Director Katsura Hashino and character designer Shigenori Soejima, both Persona 5 veterans now filling the same roles on Atlus’ nuovo gioco Metafora: RiFantasia, don’t mind if you call these games JRPGs. Infatti, Soejima says the term is a “positive” for him.
The term JRPG, commonly used in the West as a shorthand genre descriptor for Japanese RPGs generally featuring mechanics and aesthetics and other design sensibilities common to and first incubated within Japan, has seen some re-evaluation in the past few years. Many Japanese developers, from Final Fantasy 14’s Yoshi-P a Final Fantasy 7 Rebirth’s Tetsuya Nomura a former Platinum Games director Hideki Kamiya, have had their say, with mixed views across the board. It begs the question our own Dustin Bailey explored last year: If developers don’t like the term JRPG, what do we use instead?
I recently spoke to Hashino and Soejima at Festa estiva del gioco after getting some hands-on time with Metaphor: ReFantazio and absolutely falling in love with its UI (the rest of the game looks great, troppo). This is a question I always like to ask Japanese developers whenever possible – all'inizio di quest'anno, I put the question to the solo Japanese creator of one of the weirdest RPGs in recent memory – so I was eager to get their thoughts with Persona being one of the biggest JRPGs of today. (There it is again!)

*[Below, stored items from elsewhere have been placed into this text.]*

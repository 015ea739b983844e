use std::cmp::Ordering;
use std::hash::{Hash, Hasher};

use serde::de::Deserializer;
use serde::ser::Serializer;
use serde::{Deserialize, Serialize};
use serde_json::Value as JsonValue;

use crate::document::Document;

/// A document field value with type-aware ordering.
///
/// `Absent` is the explicit "field not present" marker, distinct from a
/// present `Null`. Path resolution and expression evaluation produce it
/// instead of erroring; it is never stored inside a document (writing
/// `Absent` to a field removes the field).
///
/// Date-like strings are normalized to `Timestamp` (millisecond epoch) on
/// conversion from JSON so they compare numerically.
#[derive(Debug, Clone)]
pub enum Value {
    Absent,
    Null,
    Bool(bool),
    Int(i64),
    Float(f64),
    Timestamp(i64), // millis since epoch
    Text(String),
    Array(Vec<Value>),
    Object(Document),
}

impl Eq for Value {}

impl PartialEq for Value {
    fn eq(&self, other: &Self) -> bool {
        self.cmp(other) == Ordering::Equal
    }
}

impl PartialOrd for Value {
    fn partial_cmp(&self, other: &Self) -> Option<Ordering> {
        Some(self.cmp(other))
    }
}

impl Ord for Value {
    fn cmp(&self, other: &Self) -> Ordering {
        use Value::*;
        match (self, other) {
            (Absent, Absent) => Ordering::Equal,
            (Absent, _) => Ordering::Less,
            (_, Absent) => Ordering::Greater,

            (Null, Null) => Ordering::Equal,
            (Null, _) => Ordering::Less,
            (_, Null) => Ordering::Greater,

            (Bool(a), Bool(b)) => a.cmp(b),
            (Bool(_), _) => Ordering::Less,
            (_, Bool(_)) => Ordering::Greater,

            (Int(a), Int(b)) => a.cmp(b),
            (Int(a), Float(b)) => (*a as f64).total_cmp(b),
            (Float(a), Int(b)) => a.total_cmp(&(*b as f64)),
            (Float(a), Float(b)) => a.total_cmp(b),
            (Int(_) | Float(_), _) => Ordering::Less,
            (_, Int(_) | Float(_)) => Ordering::Greater,

            (Timestamp(a), Timestamp(b)) => a.cmp(b),
            (Timestamp(_), _) => Ordering::Less,
            (_, Timestamp(_)) => Ordering::Greater,

            (Text(a), Text(b)) => a.cmp(b),
            (Text(_), _) => Ordering::Less,
            (_, Text(_)) => Ordering::Greater,

            (Array(a), Array(b)) => a.iter().cmp(b.iter()),
            (Array(_), _) => Ordering::Less,
            (_, Array(_)) => Ordering::Greater,

            (Object(a), Object(b)) => a.cmp(b),
        }
    }
}

/// Values that compare equal must hash alike, so `Int` and `Float` share a
/// discriminant and hash through the same f64 representation.
impl Hash for Value {
    fn hash<H: Hasher>(&self, state: &mut H) {
        match self {
            Value::Absent => state.write_u8(0),
            Value::Null => state.write_u8(1),
            Value::Bool(b) => {
                state.write_u8(2);
                b.hash(state);
            }
            Value::Int(i) => {
                state.write_u8(3);
                (*i as f64).to_bits().hash(state);
            }
            Value::Float(f) => {
                state.write_u8(3);
                f.to_bits().hash(state);
            }
            Value::Timestamp(ms) => {
                state.write_u8(4);
                ms.hash(state);
            }
            Value::Text(s) => {
                state.write_u8(5);
                s.hash(state);
            }
            Value::Array(items) => {
                state.write_u8(6);
                for item in items {
                    item.hash(state);
                }
            }
            Value::Object(doc) => {
                state.write_u8(7);
                doc.hash(state);
            }
        }
    }
}

impl Value {
    /// Convert a JSON value. String values are checked for date formats and
    /// stored as `Timestamp(millis)` for numeric comparison.
    pub fn from_json(value: &JsonValue) -> Self {
        match value {
            JsonValue::Null => Value::Null,
            JsonValue::Bool(b) => Value::Bool(*b),
            JsonValue::Number(n) => {
                if let Some(i) = n.as_i64() {
                    Value::Int(i)
                } else if let Some(f) = n.as_f64() {
                    Value::Float(f)
                } else {
                    Value::Null
                }
            }
            JsonValue::String(s) => Self::parse_text(s),
            JsonValue::Array(items) => Value::Array(items.iter().map(Self::from_json).collect()),
            JsonValue::Object(map) => Value::Object(
                map.iter()
                    .map(|(k, v)| (k.clone(), Self::from_json(v)))
                    .collect(),
            ),
        }
    }

    pub fn parse_text(s: &str) -> Self {
        // Fast path: skip date parsing for strings that don't look like dates.
        // Valid date strings start with YYYY-MM (4 digits + '-' + 2 digits).
        let b = s.as_bytes();
        if b.len() < 10
            || !b[0].is_ascii_digit()
            || !b[1].is_ascii_digit()
            || !b[2].is_ascii_digit()
            || !b[3].is_ascii_digit()
            || b[4] != b'-'
            || !b[5].is_ascii_digit()
            || !b[6].is_ascii_digit()
        {
            return Value::Text(s.to_string());
        }

        // Try RFC 3339 / ISO 8601 with timezone: "2024-01-15T10:30:00Z"
        if let Ok(dt) = chrono::DateTime::parse_from_rfc3339(s) {
            return Value::Timestamp(dt.timestamp_millis());
        }
        // Try ISO 8601 without timezone: "2024-01-15T10:30:00"
        if let Ok(dt) = chrono::NaiveDateTime::parse_from_str(s, "%Y-%m-%dT%H:%M:%S") {
            return Value::Timestamp(dt.and_utc().timestamp_millis());
        }
        // Try space-separated datetime: "2024-01-15 10:30:00"
        if let Ok(dt) = chrono::NaiveDateTime::parse_from_str(s, "%Y-%m-%d %H:%M:%S") {
            return Value::Timestamp(dt.and_utc().timestamp_millis());
        }
        // Try date only: "2024-01-15"
        if let Ok(d) = chrono::NaiveDate::parse_from_str(s, "%Y-%m-%d") {
            if let Some(dt) = d.and_hms_opt(0, 0, 0) {
                return Value::Timestamp(dt.and_utc().timestamp_millis());
            }
        }
        Value::Text(s.to_string())
    }

    /// Convert back to a JSON value. `Timestamp` renders as RFC 3339;
    /// `Absent` renders as null (it never occurs inside a document).
    pub fn to_json(&self) -> JsonValue {
        match self {
            Value::Absent | Value::Null => JsonValue::Null,
            Value::Bool(b) => JsonValue::Bool(*b),
            Value::Int(i) => JsonValue::Number((*i).into()),
            Value::Float(f) => serde_json::Number::from_f64(*f)
                .map(JsonValue::Number)
                .unwrap_or(JsonValue::Null),
            Value::Timestamp(ms) => {
                let secs = ms.div_euclid(1000);
                let nsecs = ms.rem_euclid(1000) as u32 * 1_000_000;
                if let Some(dt) = chrono::DateTime::from_timestamp(secs, nsecs) {
                    JsonValue::String(dt.to_rfc3339())
                } else {
                    JsonValue::Number((*ms).into())
                }
            }
            Value::Text(s) => JsonValue::String(s.clone()),
            Value::Array(items) => JsonValue::Array(items.iter().map(Value::to_json).collect()),
            Value::Object(doc) => doc.to_json(),
        }
    }

    /// Build a number value, preferring `Int` when the float is integral.
    pub fn from_f64(n: f64) -> Self {
        if n.fract() == 0.0 && n >= i64::MIN as f64 && n <= i64::MAX as f64 {
            Value::Int(n as i64)
        } else {
            Value::Float(n)
        }
    }

    pub fn as_f64(&self) -> Option<f64> {
        match self {
            Value::Int(i) => Some(*i as f64),
            Value::Float(f) => Some(*f),
            _ => None,
        }
    }

    pub fn is_absent(&self) -> bool {
        matches!(self, Value::Absent)
    }

    pub fn is_missing(&self) -> bool {
        matches!(self, Value::Absent | Value::Null)
    }
}

impl Serialize for Value {
    fn serialize<S: Serializer>(&self, serializer: S) -> std::result::Result<S::Ok, S::Error> {
        self.to_json().serialize(serializer)
    }
}

impl<'de> Deserialize<'de> for Value {
    fn deserialize<D: Deserializer<'de>>(deserializer: D) -> std::result::Result<Self, D::Error> {
        JsonValue::deserialize(deserializer).map(|json| Value::from_json(&json))
    }
}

“I apologize if this is a really basic answer,” Hashino tells GamesRadar+ via interpreter. “Some people think JRPG is a good thing, it’s a good genre, they’re positive about the concept. Some are negative about the concept. I think that’s up to the individual. It’s up to each person to determine what they like and what they want. Per noi, we don’t think about JRPGs, we don’t think about RPGs. We just want to make a fun game. That’s all we’re trying to do. You can call this a JRPG if you want.”
Soejima was even keener on the term. “For a character designer, when you add the J to the RPG, it kind of embodies the entire movement of what pop culture from Japan is,” he argued. “It means they’re not just a creator working on a game, but they’re part of the anime and manga and style that exists in Japan. They’re a Japanese creator giving to the world. Per me, as a creator, it’s a positive that I can be considered to be making a JRPG.”